MATERIAL FOR THE TASK:

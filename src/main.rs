use clap::{Parser, Subcommand};
use dotenvy::dotenv;
use metascrub::config::ClientConfig;
use metascrub::error::AppError;
use metascrub::models::{BackupStatus, FileQueue, FileState};
use metascrub::services::backup::BackupService;
use metascrub::services::cloud_providers::CloudProvider;
use metascrub::services::cloud_providers::google_drive::GoogleDriveProvider;
use metascrub::services::ingest::IngestService;
use metascrub::services::notifier::LogNotifier;
use metascrub::services::sanitize::{HttpSanitizer, SanitizeService};
use metascrub::services::stats::queue_stats;
use metascrub::services::token_manager::TokenManager;
use metascrub::utils::format::format_size;
use std::path::PathBuf;
use std::sync::Arc;
use tokio::sync::Mutex;
use tracing::{info, warn};
use tracing_subscriber::{layer::SubscriberExt, util::SubscriberInitExt};

#[derive(Parser, Debug)]
#[command(author, version, about, long_about = None)]
struct Cli {
    #[command(subcommand)]
    command: Command,
}

#[derive(Subcommand, Debug)]
enum Command {
    /// Sanitize files of identifying metadata, optionally backing up originals
    Clean {
        /// Files to sanitize
        paths: Vec<PathBuf>,

        /// Back up originals to cloud storage after sanitizing
        #[arg(short, long)]
        backup: bool,

        /// Print the final queue state as JSON
        #[arg(long)]
        json: bool,
    },

    /// Manage backed-up originals in cloud storage
    #[command(subcommand)]
    Backups(BackupsCommand),
}

#[derive(Subcommand, Debug)]
enum BackupsCommand {
    /// List backed-up files
    List,

    /// Download a backed-up file
    Fetch {
        file_id: String,

        /// Destination path (defaults to the file id)
        #[arg(short, long)]
        output: Option<PathBuf>,
    },

    /// Delete a backed-up file
    Delete { file_id: String },
}

#[tokio::main]
async fn main() -> anyhow::Result<()> {
    dotenv().ok();
    let cli = Cli::parse();

    tracing_subscriber::registry()
        .with(
            tracing_subscriber::EnvFilter::try_from_default_env()
                .unwrap_or_else(|_| "metascrub=info".into()),
        )
        .with(tracing_subscriber::fmt::layer())
        .init();

    let config = ClientConfig::from_env()?;

    match cli.command {
        Command::Clean {
            paths,
            backup,
            json,
        } => run_clean(config, paths, backup, json).await,
        Command::Backups(command) => run_backups(config, command).await,
    }
}

async fn run_clean(
    config: ClientConfig,
    paths: Vec<PathBuf>,
    backup: bool,
    json: bool,
) -> anyhow::Result<()> {
    if paths.is_empty() {
        return Err(AppError::Validation("No files to process, pass at least one path".to_string()).into());
    }

    info!("🧼 Sanitize endpoint: {}", config.sanitize_url);

    let queue = Arc::new(Mutex::new(FileQueue::new()));
    let notifier = Arc::new(LogNotifier);

    let ingest = IngestService::new(queue.clone(), notifier.clone(), config.max_file_size);
    let accepted = ingest.ingest_paths(&paths).await;
    if accepted == 0 {
        warn!("None of the given paths could be read");
        return Ok(());
    }

    let sanitizer = Arc::new(HttpSanitizer::new(config.sanitize_url.clone()));
    let sanitize = SanitizeService::new(queue.clone(), sanitizer, notifier.clone());
    sanitize.process_all().await;

    if backup {
        let provider: Arc<dyn CloudProvider> = Arc::new(GoogleDriveProvider::from_config(&config)?);
        let tokens = Arc::new(TokenManager::new(provider.clone()));
        let backups = BackupService::new(queue.clone(), provider, tokens, notifier.clone());
        backups.backup_all().await?;
    }

    let queue = queue.lock().await;
    if json {
        print_json(&queue)?;
    } else {
        print_report(&queue);
    }
    Ok(())
}

async fn run_backups(config: ClientConfig, command: BackupsCommand) -> anyhow::Result<()> {
    let provider: Arc<dyn CloudProvider> = Arc::new(GoogleDriveProvider::from_config(&config)?);
    let tokens = TokenManager::new(provider.clone());
    let access_token = tokens
        .get_valid_token()
        .await
        .map_err(|e| AppError::Auth(format!("{:#}", e)))?;

    match command {
        BackupsCommand::List => {
            let files = provider
                .list_files(&access_token)
                .await
                .map_err(|e| AppError::Transport(format!("{:#}", e)))?;

            if files.is_empty() {
                println!("No backups found");
                return Ok(());
            }
            for file in files {
                let size = file
                    .size
                    .map(|s| format_size(s.max(0) as u64))
                    .unwrap_or_else(|| "-".to_string());
                let modified = file
                    .modified_at
                    .map(|t| t.format("%Y-%m-%d %H:%M").to_string())
                    .unwrap_or_else(|| "-".to_string());
                println!("{}  {:>10}  {:16}  {}", file.id, size, modified, file.name);
            }
        }
        BackupsCommand::Fetch { file_id, output } => {
            let bytes = provider
                .download_file(&access_token, &file_id)
                .await
                .map_err(|e| AppError::Transport(format!("{:#}", e)))?;
            let path = output.unwrap_or_else(|| PathBuf::from(&file_id));
            tokio::fs::write(&path, &bytes).await?;
            info!(
                "💾 Saved {} ({}) to {}",
                file_id,
                format_size(bytes.len() as u64),
                path.display()
            );
        }
        BackupsCommand::Delete { file_id } => {
            provider
                .delete_file(&access_token, &file_id)
                .await
                .map_err(|e| AppError::Transport(format!("{:#}", e)))?;
            info!("🗑️  Deleted {} from {}", file_id, provider.display_name());
        }
    }
    Ok(())
}

fn print_report(queue: &FileQueue) {
    println!();
    for item in queue.items() {
        match item.state {
            FileState::Success => {
                println!(
                    "  ✓ {} ({}): {} metadata field(s) removed",
                    item.display_name,
                    format_size(item.size_bytes),
                    item.removed_keys.len()
                );
                if !item.removed_keys.is_empty() {
                    println!("      {}", item.removed_keys.join(", "));
                }
                if let Some(link) = &item.remote_link {
                    println!("      cleaned file: {}", link);
                }
                match item.backup.status {
                    BackupStatus::Done => {
                        if let Some(remote_id) = &item.backup.remote_id {
                            println!("      backed up as: {}", remote_id);
                        }
                    }
                    BackupStatus::Pending => println!("      backup pending"),
                    BackupStatus::NotRequested => {}
                }
            }
            FileState::Error => {
                println!(
                    "  ✗ {} ({}): {}",
                    item.display_name,
                    format_size(item.size_bytes),
                    item.error.as_deref().unwrap_or("unknown error")
                );
            }
            FileState::Uploaded | FileState::Processing => {
                println!("  … {} (not processed)", item.display_name);
            }
        }
    }

    let stats = queue_stats(queue);
    println!();
    println!(
        "{} file(s): {} cleaned, {} failed",
        stats.total, stats.success, stats.error
    );
}

fn print_json(queue: &FileQueue) -> anyhow::Result<()> {
    let report = serde_json::json!({
        "files": queue.items(),
        "stats": queue_stats(queue),
    });
    println!("{}", serde_json::to_string_pretty(&report)?);
    Ok(())
}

WHAT IS REQUIRED:
Show all lines above that contain "tokio".

TASK OUTPUT:
use tokio::sync::Mutex;
#[tokio::main]
            tokio::fs::write(&path, &bytes).await?;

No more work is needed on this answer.